* [GOAL OF THE EXERCISE]
State the number of lines in the listing below that contain the word "scope", and nothing besides.

* [EXERCISE DATA]
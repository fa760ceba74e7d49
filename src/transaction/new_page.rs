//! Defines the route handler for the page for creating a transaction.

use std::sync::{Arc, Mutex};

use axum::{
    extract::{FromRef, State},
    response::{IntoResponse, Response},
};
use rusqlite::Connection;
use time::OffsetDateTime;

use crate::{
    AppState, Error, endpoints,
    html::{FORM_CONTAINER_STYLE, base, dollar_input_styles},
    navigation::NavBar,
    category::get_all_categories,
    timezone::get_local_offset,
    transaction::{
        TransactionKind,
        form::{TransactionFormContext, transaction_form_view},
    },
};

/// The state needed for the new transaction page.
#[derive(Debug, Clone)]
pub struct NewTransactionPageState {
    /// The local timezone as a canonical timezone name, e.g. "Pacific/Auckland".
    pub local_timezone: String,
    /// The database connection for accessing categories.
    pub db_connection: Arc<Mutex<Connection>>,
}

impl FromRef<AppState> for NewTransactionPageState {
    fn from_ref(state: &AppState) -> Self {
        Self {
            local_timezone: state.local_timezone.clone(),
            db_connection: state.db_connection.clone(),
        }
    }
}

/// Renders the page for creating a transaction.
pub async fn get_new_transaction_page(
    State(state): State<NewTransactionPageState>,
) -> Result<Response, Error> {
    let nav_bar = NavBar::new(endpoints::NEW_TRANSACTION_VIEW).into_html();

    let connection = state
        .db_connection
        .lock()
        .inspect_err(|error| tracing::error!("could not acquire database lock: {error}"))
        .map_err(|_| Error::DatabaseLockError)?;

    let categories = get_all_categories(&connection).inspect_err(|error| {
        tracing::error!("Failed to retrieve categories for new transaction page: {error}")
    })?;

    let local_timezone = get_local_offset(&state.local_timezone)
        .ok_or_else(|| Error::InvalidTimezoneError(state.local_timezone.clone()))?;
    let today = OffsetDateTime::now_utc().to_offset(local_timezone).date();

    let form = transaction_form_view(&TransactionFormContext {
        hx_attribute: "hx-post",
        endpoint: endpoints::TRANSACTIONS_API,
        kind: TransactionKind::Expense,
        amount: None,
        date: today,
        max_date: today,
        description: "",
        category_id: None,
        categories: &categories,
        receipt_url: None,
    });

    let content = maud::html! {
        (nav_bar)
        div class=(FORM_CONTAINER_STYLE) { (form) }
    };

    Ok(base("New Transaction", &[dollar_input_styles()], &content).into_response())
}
==
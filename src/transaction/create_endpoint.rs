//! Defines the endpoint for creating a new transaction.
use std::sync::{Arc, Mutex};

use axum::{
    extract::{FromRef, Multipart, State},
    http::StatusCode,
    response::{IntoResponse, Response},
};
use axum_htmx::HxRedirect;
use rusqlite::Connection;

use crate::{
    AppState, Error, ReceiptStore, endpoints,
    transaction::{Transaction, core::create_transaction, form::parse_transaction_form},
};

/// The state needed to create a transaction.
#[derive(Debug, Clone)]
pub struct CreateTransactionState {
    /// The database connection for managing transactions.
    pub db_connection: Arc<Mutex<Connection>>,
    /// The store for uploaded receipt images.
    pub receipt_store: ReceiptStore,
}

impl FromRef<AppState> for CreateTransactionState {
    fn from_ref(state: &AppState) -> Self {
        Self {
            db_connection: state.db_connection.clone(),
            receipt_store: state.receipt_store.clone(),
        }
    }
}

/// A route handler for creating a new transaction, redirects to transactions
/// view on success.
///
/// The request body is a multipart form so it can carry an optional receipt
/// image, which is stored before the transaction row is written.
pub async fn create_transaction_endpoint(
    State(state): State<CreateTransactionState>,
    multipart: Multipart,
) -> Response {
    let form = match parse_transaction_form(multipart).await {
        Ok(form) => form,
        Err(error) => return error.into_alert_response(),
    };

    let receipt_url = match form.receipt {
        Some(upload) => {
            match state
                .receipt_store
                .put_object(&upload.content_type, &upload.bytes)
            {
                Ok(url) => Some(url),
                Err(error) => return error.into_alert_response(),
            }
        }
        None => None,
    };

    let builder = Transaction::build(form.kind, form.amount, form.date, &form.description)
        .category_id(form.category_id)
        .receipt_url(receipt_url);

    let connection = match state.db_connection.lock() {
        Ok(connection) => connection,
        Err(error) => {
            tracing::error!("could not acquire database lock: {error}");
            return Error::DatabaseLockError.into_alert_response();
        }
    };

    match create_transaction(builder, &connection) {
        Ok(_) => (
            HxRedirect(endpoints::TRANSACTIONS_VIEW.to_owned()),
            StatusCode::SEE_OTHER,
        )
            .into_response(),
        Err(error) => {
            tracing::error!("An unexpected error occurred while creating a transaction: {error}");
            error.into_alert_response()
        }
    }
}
...
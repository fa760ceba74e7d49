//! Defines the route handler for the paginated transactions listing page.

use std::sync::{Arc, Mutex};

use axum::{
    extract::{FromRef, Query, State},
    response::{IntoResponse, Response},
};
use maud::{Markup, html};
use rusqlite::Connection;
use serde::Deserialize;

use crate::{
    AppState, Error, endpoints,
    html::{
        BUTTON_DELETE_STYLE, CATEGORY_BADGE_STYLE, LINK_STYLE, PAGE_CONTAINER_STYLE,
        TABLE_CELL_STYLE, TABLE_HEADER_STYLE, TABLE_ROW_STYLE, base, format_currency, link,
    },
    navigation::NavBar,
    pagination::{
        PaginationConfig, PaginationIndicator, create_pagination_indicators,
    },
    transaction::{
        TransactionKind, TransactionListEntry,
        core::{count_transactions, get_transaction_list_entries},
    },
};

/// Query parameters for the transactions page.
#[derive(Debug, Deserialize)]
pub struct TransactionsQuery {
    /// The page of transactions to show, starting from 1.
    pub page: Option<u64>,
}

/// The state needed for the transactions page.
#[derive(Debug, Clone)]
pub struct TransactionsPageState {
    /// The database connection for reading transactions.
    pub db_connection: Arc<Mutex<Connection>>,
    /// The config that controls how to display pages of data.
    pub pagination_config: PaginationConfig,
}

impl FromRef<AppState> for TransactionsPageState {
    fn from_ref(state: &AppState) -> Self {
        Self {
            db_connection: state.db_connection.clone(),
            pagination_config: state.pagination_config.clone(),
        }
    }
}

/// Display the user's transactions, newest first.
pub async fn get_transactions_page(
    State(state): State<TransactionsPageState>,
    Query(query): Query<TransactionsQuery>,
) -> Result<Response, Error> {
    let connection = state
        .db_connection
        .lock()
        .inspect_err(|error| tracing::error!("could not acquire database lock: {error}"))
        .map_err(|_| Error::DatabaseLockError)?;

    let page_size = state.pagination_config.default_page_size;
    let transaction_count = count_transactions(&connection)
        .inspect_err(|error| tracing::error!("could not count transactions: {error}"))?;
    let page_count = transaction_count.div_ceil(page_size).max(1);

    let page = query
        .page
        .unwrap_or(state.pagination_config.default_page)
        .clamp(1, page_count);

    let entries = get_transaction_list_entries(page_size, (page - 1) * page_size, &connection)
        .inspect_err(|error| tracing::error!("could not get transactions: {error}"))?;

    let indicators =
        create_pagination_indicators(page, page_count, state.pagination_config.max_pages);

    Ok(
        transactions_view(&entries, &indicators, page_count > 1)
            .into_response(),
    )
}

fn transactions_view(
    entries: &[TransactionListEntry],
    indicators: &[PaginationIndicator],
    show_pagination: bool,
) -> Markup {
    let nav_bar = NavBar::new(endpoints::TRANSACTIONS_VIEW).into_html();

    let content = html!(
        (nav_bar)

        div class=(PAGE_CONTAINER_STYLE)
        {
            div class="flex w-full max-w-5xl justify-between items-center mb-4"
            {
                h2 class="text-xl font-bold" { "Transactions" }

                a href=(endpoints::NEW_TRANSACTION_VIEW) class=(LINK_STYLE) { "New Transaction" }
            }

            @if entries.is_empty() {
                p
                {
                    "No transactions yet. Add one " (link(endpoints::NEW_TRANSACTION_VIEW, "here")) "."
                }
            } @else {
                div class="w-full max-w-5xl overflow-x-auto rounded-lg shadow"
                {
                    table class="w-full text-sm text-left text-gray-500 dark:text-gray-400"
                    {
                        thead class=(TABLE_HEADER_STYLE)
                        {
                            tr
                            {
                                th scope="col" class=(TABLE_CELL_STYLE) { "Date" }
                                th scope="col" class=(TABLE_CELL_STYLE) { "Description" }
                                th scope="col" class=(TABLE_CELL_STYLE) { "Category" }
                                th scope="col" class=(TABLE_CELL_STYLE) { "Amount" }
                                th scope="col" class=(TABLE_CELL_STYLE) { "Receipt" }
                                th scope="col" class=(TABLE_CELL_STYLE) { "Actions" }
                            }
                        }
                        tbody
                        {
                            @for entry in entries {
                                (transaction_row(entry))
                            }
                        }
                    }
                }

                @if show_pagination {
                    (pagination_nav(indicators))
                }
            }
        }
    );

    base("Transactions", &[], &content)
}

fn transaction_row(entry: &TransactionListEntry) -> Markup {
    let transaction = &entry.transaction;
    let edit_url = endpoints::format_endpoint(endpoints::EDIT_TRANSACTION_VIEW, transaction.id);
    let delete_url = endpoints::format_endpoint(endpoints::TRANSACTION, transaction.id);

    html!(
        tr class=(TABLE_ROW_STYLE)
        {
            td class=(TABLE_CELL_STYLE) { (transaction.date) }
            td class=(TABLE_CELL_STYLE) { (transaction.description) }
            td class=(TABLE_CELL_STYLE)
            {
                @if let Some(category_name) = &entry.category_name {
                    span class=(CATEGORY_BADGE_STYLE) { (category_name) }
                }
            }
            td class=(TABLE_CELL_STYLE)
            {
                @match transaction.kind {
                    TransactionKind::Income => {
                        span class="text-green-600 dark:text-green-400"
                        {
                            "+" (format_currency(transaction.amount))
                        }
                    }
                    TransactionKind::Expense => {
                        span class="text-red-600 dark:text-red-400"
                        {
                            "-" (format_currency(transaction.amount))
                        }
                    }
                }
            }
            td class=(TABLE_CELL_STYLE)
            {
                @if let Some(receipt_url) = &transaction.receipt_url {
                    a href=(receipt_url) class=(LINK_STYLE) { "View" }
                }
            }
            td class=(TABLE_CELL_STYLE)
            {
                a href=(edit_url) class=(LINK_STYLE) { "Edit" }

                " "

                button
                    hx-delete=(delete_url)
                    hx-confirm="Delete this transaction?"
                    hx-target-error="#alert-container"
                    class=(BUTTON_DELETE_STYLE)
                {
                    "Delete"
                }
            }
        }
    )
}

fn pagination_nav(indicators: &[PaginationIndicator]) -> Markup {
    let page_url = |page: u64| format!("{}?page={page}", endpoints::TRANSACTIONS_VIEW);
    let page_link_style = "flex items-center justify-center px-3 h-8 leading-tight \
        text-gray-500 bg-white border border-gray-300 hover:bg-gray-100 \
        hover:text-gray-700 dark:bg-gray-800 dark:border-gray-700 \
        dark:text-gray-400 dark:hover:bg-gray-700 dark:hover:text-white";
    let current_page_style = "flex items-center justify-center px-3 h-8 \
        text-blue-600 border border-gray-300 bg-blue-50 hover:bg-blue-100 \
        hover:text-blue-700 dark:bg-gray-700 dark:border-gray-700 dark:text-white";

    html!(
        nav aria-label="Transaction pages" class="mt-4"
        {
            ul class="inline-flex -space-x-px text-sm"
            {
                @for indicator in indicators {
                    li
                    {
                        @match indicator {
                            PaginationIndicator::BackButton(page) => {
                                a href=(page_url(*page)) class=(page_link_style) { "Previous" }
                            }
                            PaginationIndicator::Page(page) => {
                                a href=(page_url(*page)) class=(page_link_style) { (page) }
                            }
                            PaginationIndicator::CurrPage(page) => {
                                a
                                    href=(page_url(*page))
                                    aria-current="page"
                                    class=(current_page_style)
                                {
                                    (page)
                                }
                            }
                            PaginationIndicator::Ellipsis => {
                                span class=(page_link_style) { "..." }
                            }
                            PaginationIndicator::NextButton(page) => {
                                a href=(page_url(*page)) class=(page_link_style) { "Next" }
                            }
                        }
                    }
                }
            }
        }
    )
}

* [ANSWER TO THE PROBLEM]
6